§ **Exercise instructions**:
Search the records for the word "components" and report each line that has it.

§ **Exercise materials**:
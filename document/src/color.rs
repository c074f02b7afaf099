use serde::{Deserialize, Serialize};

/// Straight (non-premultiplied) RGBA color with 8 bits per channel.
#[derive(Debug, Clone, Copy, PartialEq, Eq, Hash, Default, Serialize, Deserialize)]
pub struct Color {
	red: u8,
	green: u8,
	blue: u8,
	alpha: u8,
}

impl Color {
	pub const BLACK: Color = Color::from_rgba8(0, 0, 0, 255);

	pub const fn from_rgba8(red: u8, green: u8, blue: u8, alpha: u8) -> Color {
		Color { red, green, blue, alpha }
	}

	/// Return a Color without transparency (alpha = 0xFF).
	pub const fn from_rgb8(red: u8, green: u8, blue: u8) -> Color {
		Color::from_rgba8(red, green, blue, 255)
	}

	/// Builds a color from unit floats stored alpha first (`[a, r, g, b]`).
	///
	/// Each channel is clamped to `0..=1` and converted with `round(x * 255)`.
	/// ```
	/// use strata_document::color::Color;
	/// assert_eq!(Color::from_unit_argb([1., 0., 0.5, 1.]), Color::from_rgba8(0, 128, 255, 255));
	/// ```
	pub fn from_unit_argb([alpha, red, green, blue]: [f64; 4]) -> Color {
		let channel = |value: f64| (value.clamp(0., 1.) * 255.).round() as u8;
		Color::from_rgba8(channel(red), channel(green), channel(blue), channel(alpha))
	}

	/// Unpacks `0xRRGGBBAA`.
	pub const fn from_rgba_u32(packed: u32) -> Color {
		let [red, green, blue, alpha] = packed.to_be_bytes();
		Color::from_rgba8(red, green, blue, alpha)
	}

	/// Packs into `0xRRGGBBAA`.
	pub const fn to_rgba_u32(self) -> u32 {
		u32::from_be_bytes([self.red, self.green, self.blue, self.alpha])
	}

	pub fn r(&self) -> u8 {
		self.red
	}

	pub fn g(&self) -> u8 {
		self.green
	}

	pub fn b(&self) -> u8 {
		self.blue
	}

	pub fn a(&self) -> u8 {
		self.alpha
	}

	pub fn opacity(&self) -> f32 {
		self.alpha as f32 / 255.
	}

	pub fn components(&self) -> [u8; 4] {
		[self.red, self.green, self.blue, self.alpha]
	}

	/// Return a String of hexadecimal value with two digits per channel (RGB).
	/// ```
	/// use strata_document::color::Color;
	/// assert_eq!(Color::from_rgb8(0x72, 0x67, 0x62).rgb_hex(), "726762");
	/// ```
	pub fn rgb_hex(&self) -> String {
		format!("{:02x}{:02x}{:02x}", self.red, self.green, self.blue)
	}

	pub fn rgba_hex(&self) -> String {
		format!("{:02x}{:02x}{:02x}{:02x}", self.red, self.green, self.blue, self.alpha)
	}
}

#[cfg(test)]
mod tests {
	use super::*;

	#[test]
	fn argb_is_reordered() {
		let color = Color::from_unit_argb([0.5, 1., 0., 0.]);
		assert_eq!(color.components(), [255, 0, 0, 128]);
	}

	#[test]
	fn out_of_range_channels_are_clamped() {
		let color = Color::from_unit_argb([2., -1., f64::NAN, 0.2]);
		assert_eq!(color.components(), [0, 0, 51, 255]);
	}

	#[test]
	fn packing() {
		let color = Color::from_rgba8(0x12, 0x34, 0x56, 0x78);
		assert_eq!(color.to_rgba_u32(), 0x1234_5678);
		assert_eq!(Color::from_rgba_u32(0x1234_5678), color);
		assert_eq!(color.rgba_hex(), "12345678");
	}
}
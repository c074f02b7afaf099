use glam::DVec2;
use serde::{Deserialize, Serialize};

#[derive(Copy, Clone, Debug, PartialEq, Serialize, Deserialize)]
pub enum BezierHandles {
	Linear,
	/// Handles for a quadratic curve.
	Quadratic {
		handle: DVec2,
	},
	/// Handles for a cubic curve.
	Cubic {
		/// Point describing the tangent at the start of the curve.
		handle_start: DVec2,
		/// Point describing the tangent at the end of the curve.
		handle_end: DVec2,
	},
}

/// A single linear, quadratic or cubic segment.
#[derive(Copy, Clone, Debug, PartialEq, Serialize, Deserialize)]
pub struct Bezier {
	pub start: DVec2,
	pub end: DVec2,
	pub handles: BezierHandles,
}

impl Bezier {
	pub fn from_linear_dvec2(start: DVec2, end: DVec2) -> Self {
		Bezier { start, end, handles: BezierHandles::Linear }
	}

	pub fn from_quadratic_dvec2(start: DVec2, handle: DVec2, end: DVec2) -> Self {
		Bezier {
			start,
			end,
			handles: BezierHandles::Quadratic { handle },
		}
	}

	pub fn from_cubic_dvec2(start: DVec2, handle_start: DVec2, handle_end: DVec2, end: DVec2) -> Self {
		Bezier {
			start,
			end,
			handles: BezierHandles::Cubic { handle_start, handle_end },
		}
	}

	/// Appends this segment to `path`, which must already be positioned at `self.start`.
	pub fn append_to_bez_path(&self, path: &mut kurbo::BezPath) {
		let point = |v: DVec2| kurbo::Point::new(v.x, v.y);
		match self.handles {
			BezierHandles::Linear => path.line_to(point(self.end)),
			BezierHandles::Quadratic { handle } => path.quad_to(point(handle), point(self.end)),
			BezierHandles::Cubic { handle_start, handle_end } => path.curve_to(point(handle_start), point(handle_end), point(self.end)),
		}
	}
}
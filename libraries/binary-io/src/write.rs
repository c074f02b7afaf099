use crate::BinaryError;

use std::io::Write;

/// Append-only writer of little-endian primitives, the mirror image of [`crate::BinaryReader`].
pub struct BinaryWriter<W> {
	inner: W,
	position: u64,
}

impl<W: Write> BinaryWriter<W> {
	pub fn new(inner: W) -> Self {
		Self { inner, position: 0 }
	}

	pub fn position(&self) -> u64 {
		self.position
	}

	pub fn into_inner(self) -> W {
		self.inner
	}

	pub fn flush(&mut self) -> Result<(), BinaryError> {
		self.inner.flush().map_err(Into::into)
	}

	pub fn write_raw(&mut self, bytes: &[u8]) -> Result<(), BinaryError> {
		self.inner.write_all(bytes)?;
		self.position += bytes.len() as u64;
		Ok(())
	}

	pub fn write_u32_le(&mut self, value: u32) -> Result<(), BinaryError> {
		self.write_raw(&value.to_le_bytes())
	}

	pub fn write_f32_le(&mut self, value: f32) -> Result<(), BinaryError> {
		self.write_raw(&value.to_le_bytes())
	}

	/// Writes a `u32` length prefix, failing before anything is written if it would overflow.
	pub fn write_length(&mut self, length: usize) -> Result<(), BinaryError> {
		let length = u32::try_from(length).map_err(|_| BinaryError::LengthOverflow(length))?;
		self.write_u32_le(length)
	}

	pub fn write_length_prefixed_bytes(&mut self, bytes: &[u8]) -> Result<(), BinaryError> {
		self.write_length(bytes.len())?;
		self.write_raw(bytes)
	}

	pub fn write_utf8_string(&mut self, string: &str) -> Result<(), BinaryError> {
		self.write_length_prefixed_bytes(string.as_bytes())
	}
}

§ **Answer for this exercise**:
	pub fn components(&self) -> [u8; 4] {
		assert_eq!(color.components(), [255, 0, 0, 128]);
		assert_eq!(color.components(), [0, 0, 51, 255]);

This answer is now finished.